If you thought you knew enough about Old Russia, then you have not watched The Soviet Story. The 90-minute film details Soviet Russia’s links with Nazi Germany and its horrendous legacy in Central and Eastern Europe. It tells the story of how the Soviet regime helped Adolf Hitler instigate the Holocaust as well as Russia’s slaughter of its own people on an industrial scale.
Latvian ambassador to the United States Andrejes Pildegovics told the audience at the Heritage Foundation that the film brings to the fore some of the unresolved issues in Europe and Western civilization as a whole. It deconstructs some of the myths built around a supposedly benign Soviet Russia, and invites a critical review of the Cold War and some of its secrets.
Filmed over a two-year period in Russia, the Ukraine, Latvia, France, Germany, Belgium and the United Kingdom, the film is a story of pain, injustice and realpolitik.
“..it presents a unique insight into recent Soviet history, told by people, once Soviet citizens, who have firsthand knowledge of it,” distinguished fellow in conservative thought at the Heritage Foundation, Dr. Lee Edwards, told the audience.

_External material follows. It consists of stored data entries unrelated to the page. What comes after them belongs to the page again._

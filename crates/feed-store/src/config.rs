//! Centralized configuration for the feed store.
//!
//! Naming constants for the cache slot and the on-disk media, plus the
//! serializable `FeedStoreConfig` that callers hand to the store constructors.

use crate::error::{FeedStoreError, Result};
use serde::{Deserialize, Serialize};

/// Naming constants shared by the store and its media.
pub struct StoreConfig;

impl StoreConfig {
    /// Key of the single cache slot.
    pub const DEFAULT_KEY: &'static str = "feed";
    /// Namespace the slot lives in when the medium is shared.
    pub const DEFAULT_NAMESPACE: &'static str = "feed_store";
    /// Extension of blob files written by the file medium.
    pub const BLOB_EXTENSION: &'static str = "blob";
    /// Suffix for in-flight temp files written by the file medium.
    pub const TEMP_SUFFIX: &'static str = "tmp";
    /// Default file name of the SQLite database.
    pub const SQLITE_DB_FILENAME: &'static str = "feed-store.sqlite";
}

/// Store configuration.
#[derive(Debug, Clone, PartialEq, Eq, Serialize, Deserialize)]
#[serde(default, rename_all = "snake_case")]
pub struct FeedStoreConfig {
    /// Key of the cache slot inside the medium.
    pub key: String,
    /// Namespace used by media that share one backing store between owners.
    pub namespace: String,
}

impl Default for FeedStoreConfig {
    fn default() -> Self {
        Self {
            key: StoreConfig::DEFAULT_KEY.to_string(),
            namespace: StoreConfig::DEFAULT_NAMESPACE.to_string(),
        }
    }
}

impl FeedStoreConfig {
    /// Config with a custom slot key and the default namespace.
    pub fn with_key(key: impl Into<String>) -> Self {
        Self {
            key: key.into(),
            ..Self::default()
        }
    }

    /// Reject keys and namespaces that cannot be stored safely.
    ///
    /// Keys double as file names for the file medium, so path separators
    /// and parent references are refused.
    pub fn validate(&self) -> Result<()> {
        validate_name("key", &self.key)?;
        validate_name("namespace", &self.namespace)
    }
}

fn validate_name(field: &str, value: &str) -> Result<()> {
    if value.trim().is_empty() {
        return Err(FeedStoreError::Config {
            message: format!("{} must not be empty", field),
        });
    }
    if value.contains(['/', '\\']) || value == "." || value == ".." {
        return Err(FeedStoreError::Config {
            message: format!("{} '{}' is not a valid slot name", field, value),
        });
    }
    Ok(())
}
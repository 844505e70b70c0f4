//! Feed Store - single-slot persistent cache for image feeds.
//!
//! A store keeps exactly one [`FeedSnapshot`] (an ordered list of images plus
//! the time it was captured) under a fixed key of a key-value medium. It offers
//! three operations, `retrieve`, `insert` and `delete`, each completing once
//! with a typed result.
//!
//! # Example
//!
//! ```rust,ignore
//! use feed_store::{CacheState, FeedStore, FeedStoreConfig, MediumFeedStore};
//!
//! #[tokio::main]
//! async fn main() -> Result<(), Box<dyn std::error::Error>> {
//!     let config = FeedStoreConfig::default();
//!     let store = MediumFeedStore::open_sqlite_in_dir("./cache", &config)?;
//!
//!     match store.retrieve().await? {
//!         CacheState::Found(snapshot) => println!("{} cached images", snapshot.images.len()),
//!         CacheState::Empty => println!("Nothing cached yet"),
//!     }
//!
//!     Ok(())
//! }
//! ```

pub mod codec;
pub mod config;
pub mod error;
pub mod medium;
pub mod models;
pub mod store;

// Re-export commonly used types
pub use config::{FeedStoreConfig, StoreConfig};
pub use error::{
    DecodingError, DeletionError, EncodingError, FeedStoreError, InsertionError, Result,
    RetrievalError,
};
pub use medium::{FileMedium, InMemoryMedium, KeyValueMedium, SqliteMedium};
pub use models::{CacheState, FeedImage, FeedSnapshot};
pub use store::{FeedStore, MediumFeedStore};
//! Medium trait.

use crate::error::Result;
use std::sync::Arc;

/// Byte-level key-value storage.
///
/// All operations are synchronous and expected to complete quickly.
/// `set` must replace the value atomically: a concurrent or later `get`
/// sees either the old bytes or the new bytes, never a mix.
pub trait KeyValueMedium: Send + Sync {
    /// Get the bytes stored under `key`.
    ///
    /// Returns `None` if nothing is stored.
    fn get(&self, key: &str) -> Result<Option<Vec<u8>>>;

    /// Store `value` under `key`, overwriting any existing value.
    fn set(&self, key: &str, value: &[u8]) -> Result<()>;

    /// Remove the value under `key`.
    ///
    /// Returns whether a value existed. Removing a missing key is not an error.
    fn remove(&self, key: &str) -> Result<bool>;
}

impl<M: KeyValueMedium + ?Sized> KeyValueMedium for Arc<M> {
    fn get(&self, key: &str) -> Result<Option<Vec<u8>>> {
        (**self).get(key)
    }

    fn set(&self, key: &str, value: &[u8]) -> Result<()> {
        (**self).set(key, value)
    }

    fn remove(&self, key: &str) -> Result<bool> {
        (**self).remove(key)
    }
}

impl<M: KeyValueMedium + ?Sized> KeyValueMedium for Box<M> {
    fn get(&self, key: &str) -> Result<Option<Vec<u8>>> {
        (**self).get(key)
    }

    fn set(&self, key: &str, value: &[u8]) -> Result<()> {
        (**self).set(key, value)
    }

    fn remove(&self, key: &str) -> Result<bool> {
        (**self).remove(key)
    }
}
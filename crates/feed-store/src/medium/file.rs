//! File-backed medium with atomic replacement.
//!
//! Each key maps to `{dir}/{key}.blob`. Writes go through a temp file:
//! 1. Write bytes to `{key}.blob.{pid}.{nonce}.tmp`
//! 2. fsync so the data reaches disk
//! 3. Rename over the target, which replaces it atomically
//!
//! A failed write removes its temp file and leaves the target untouched.

use super::traits::KeyValueMedium;
use crate::config::StoreConfig;
use crate::error::{FeedStoreError, Result};
use std::fs::{self, File, OpenOptions};
use std::io::{ErrorKind, Write};
use std::path::{Path, PathBuf};
use std::process;
use tracing::{debug, warn};
use uuid::Uuid;

#[cfg(unix)]
use std::os::unix::io::AsRawFd;

/// Medium storing one file per key inside a directory.
#[derive(Debug, Clone)]
pub struct FileMedium {
    dir: PathBuf,
}

impl FileMedium {
    /// Open a medium rooted at `dir`, creating the directory if needed.
    pub fn open(dir: impl Into<PathBuf>) -> Result<Self> {
        let dir = dir.into();
        fs::create_dir_all(&dir).map_err(|e| FeedStoreError::Io {
            message: format!("Failed to create store directory {}", dir.display()),
            path: Some(dir.clone()),
            source: Some(e),
        })?;
        Ok(Self { dir })
    }

    pub fn dir(&self) -> &Path {
        &self.dir
    }

    /// Path of the blob file for `key`.
    pub fn blob_path(&self, key: &str) -> Result<PathBuf> {
        if key.is_empty() || key.contains(['/', '\\']) || key == "." || key == ".." {
            return Err(FeedStoreError::Config {
                message: format!("'{}' cannot be used as a file key", key),
            });
        }
        Ok(self
            .dir
            .join(format!("{}.{}", key, StoreConfig::BLOB_EXTENSION)))
    }

    fn write_temp(temp_path: &Path, value: &[u8]) -> Result<()> {
        let mut file = OpenOptions::new()
            .write(true)
            .create_new(true)
            .open(temp_path)
            .map_err(|e| FeedStoreError::Io {
                message: format!("Failed to create temp file {}", temp_path.display()),
                path: Some(temp_path.to_path_buf()),
                source: Some(e),
            })?;

        file.write_all(value).map_err(|e| FeedStoreError::Io {
            message: format!("Failed to write temp file {}", temp_path.display()),
            path: Some(temp_path.to_path_buf()),
            source: Some(e),
        })?;

        file.flush().map_err(|e| FeedStoreError::Io {
            message: format!("Failed to flush temp file {}", temp_path.display()),
            path: Some(temp_path.to_path_buf()),
            source: Some(e),
        })?;

        sync_file(&file).map_err(|e| FeedStoreError::Io {
            message: format!("Failed to sync temp file {}", temp_path.display()),
            path: Some(temp_path.to_path_buf()),
            source: Some(e),
        })
    }
}

#[cfg(unix)]
#[allow(unsafe_code)]
fn sync_file(file: &File) -> std::io::Result<()> {
    // SAFETY: the descriptor belongs to `file`, which is borrowed for the
    // duration of the call and therefore still open.
    let rc = unsafe { libc::fsync(file.as_raw_fd()) };
    if rc == -1 {
        return Err(std::io::Error::last_os_error());
    }
    Ok(())
}

#[cfg(not(unix))]
fn sync_file(file: &File) -> std::io::Result<()> {
    file.sync_all()
}

impl KeyValueMedium for FileMedium {
    fn get(&self, key: &str) -> Result<Option<Vec<u8>>> {
        let path = self.blob_path(key)?;
        match fs::read(&path) {
            Ok(bytes) => Ok(Some(bytes)),
            Err(e) if e.kind() == ErrorKind::NotFound => Ok(None),
            Err(e) => Err(FeedStoreError::io_with_path(e, path)),
        }
    }

    fn set(&self, key: &str, value: &[u8]) -> Result<()> {
        let path = self.blob_path(key)?;
        let temp_path = path.with_extension(format!(
            "{}.{}.{}.{}",
            StoreConfig::BLOB_EXTENSION,
            process::id(),
            Uuid::new_v4().simple(),
            StoreConfig::TEMP_SUFFIX
        ));

        let written = Self::write_temp(&temp_path, value).and_then(|()| {
            fs::rename(&temp_path, &path).map_err(|e| FeedStoreError::Io {
                message: format!(
                    "Failed to rename {} to {}",
                    temp_path.display(),
                    path.display()
                ),
                path: Some(path.clone()),
                source: Some(e),
            })
        });

        if written.is_err() {
            if let Err(e) = fs::remove_file(&temp_path) {
                if e.kind() != ErrorKind::NotFound {
                    warn!("Failed to remove temp file {}: {}", temp_path.display(), e);
                }
            }
            return written;
        }

        debug!("Atomically wrote {} bytes to {}", value.len(), path.display());
        Ok(())
    }

    fn remove(&self, key: &str) -> Result<bool> {
        let path = self.blob_path(key)?;
        match fs::remove_file(&path) {
            Ok(()) => {
                debug!("Removed {}", path.display());
                Ok(true)
            }
            Err(e) if e.kind() == ErrorKind::NotFound => Ok(false),
            Err(e) => Err(FeedStoreError::io_with_path(e, path)),
        }
    }
}

#[cfg(test)]
mod tests {
    use super::*;
    use tempfile::TempDir;

    fn create_test_medium() -> (TempDir, FileMedium) {
        let temp_dir = TempDir::new().unwrap();
        let medium = FileMedium::open(temp_dir.path().join("store")).unwrap();
        (temp_dir, medium)
    }

    #[test]
    fn test_open_creates_directories() {
        let temp_dir = TempDir::new().unwrap();
        let dir = temp_dir.path().join("nested").join("dir");
        FileMedium::open(&dir).unwrap();
        assert!(dir.is_dir());
    }

    #[test]
    fn test_write_and_read() {
        let (_temp, medium) = create_test_medium();

        medium.set("feed", b"hello world").unwrap();
        assert!(medium.blob_path("feed").unwrap().exists());
        assert_eq!(medium.get("feed").unwrap().unwrap(), b"hello world");
    }

    #[test]
    fn test_overwrite_leaves_no_temp_files() {
        let (_temp, medium) = create_test_medium();

        medium.set("feed", b"first").unwrap();
        medium.set("feed", b"second").unwrap();
        assert_eq!(medium.get("feed").unwrap().unwrap(), b"second");

        let files: Vec<_> = fs::read_dir(medium.dir())
            .unwrap()
            .filter_map(|e| e.ok())
            .map(|e| e.file_name().to_string_lossy().into_owned())
            .collect();
        assert_eq!(files, vec!["feed.blob".to_string()]);
    }

    #[test]
    fn test_read_and_remove_nonexistent() {
        let (_temp, medium) = create_test_medium();

        assert!(medium.get("feed").unwrap().is_none());
        assert!(!medium.remove("feed").unwrap());
    }

    #[test]
    fn test_remove_existing() {
        let (_temp, medium) = create_test_medium();

        medium.set("feed", b"data").unwrap();
        assert!(medium.remove("feed").unwrap());
        assert!(medium.get("feed").unwrap().is_none());
    }

    #[test]
    fn test_rejects_path_like_keys() {
        let (_temp, medium) = create_test_medium();

        assert!(medium.set("../escape", b"data").is_err());
        assert!(medium.get("a/b").is_err());
    }

    #[cfg(unix)]
    #[test]
    fn test_failed_write_keeps_previous_value() {
        use std::os::unix::fs::PermissionsExt;

        let (_temp, medium) = create_test_medium();
        medium.set("feed", b"original").unwrap();

        // A read-only directory refuses the temp file.
        fs::set_permissions(medium.dir(), fs::Permissions::from_mode(0o555)).unwrap();
        let canary = medium.dir().join("canary");
        let writable = File::create(&canary).is_ok();
        let result = medium.set("feed", b"replacement");
        fs::set_permissions(medium.dir(), fs::Permissions::from_mode(0o755)).unwrap();

        if writable {
            // Running with privileges that ignore permissions; nothing to check.
            return;
        }
        assert!(result.is_err());
        assert_eq!(medium.get("feed").unwrap().unwrap(), b"original");
    }
}
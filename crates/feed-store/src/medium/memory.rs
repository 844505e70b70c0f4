//! Process-local medium.

use super::traits::KeyValueMedium;
use crate::error::{FeedStoreError, Result};
use std::collections::HashMap;
use std::sync::RwLock;

/// In-memory medium backed by a `HashMap`.
///
/// Values live only as long as the medium. Clone an `Arc<InMemoryMedium>`
/// to let a test inspect or tamper with what the store wrote.
#[derive(Debug, Default)]
pub struct InMemoryMedium {
    entries: RwLock<HashMap<String, Vec<u8>>>,
}

impl InMemoryMedium {
    pub fn new() -> Self {
        Self::default()
    }

    /// Number of stored keys.
    pub fn len(&self) -> Result<usize> {
        let entries = self
            .entries
            .read()
            .map_err(|e| FeedStoreError::poisoned("Failed to lock memory medium", e))?;
        Ok(entries.len())
    }

    pub fn is_empty(&self) -> Result<bool> {
        Ok(self.len()? == 0)
    }
}

impl KeyValueMedium for InMemoryMedium {
    fn get(&self, key: &str) -> Result<Option<Vec<u8>>> {
        let entries = self
            .entries
            .read()
            .map_err(|e| FeedStoreError::poisoned("Failed to lock memory medium", e))?;
        Ok(entries.get(key).cloned())
    }

    fn set(&self, key: &str, value: &[u8]) -> Result<()> {
        let mut entries = self
            .entries
            .write()
            .map_err(|e| FeedStoreError::poisoned("Failed to lock memory medium", e))?;
        entries.insert(key.to_string(), value.to_vec());
        Ok(())
    }

    fn remove(&self, key: &str) -> Result<bool> {
        let mut entries = self
            .entries
            .write()
            .map_err(|e| FeedStoreError::poisoned("Failed to lock memory medium", e))?;
        Ok(entries.remove(key).is_some())
    }
}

Dr. Edwards, who also chairs the Victims of Communism Memorial, also said the film would be an important tool in assessing modern Russia. He is the recipient of Accuracy in Media’s 2008 Reed Irvine award.
The film’s author and director, Mr. Edvins Snore, told this writer that he is looking to get the film into more hands in and out of Europe, possibly including Africa. He told the audience that filming began in Russia way before both the Kremlin and some of the interviewees could wage battle against the project.
The Latvian embassy in Washington, DC and its consul in New York are co-coordinating his visit and initial screening, as preparations are made for DVD production on a mass scale.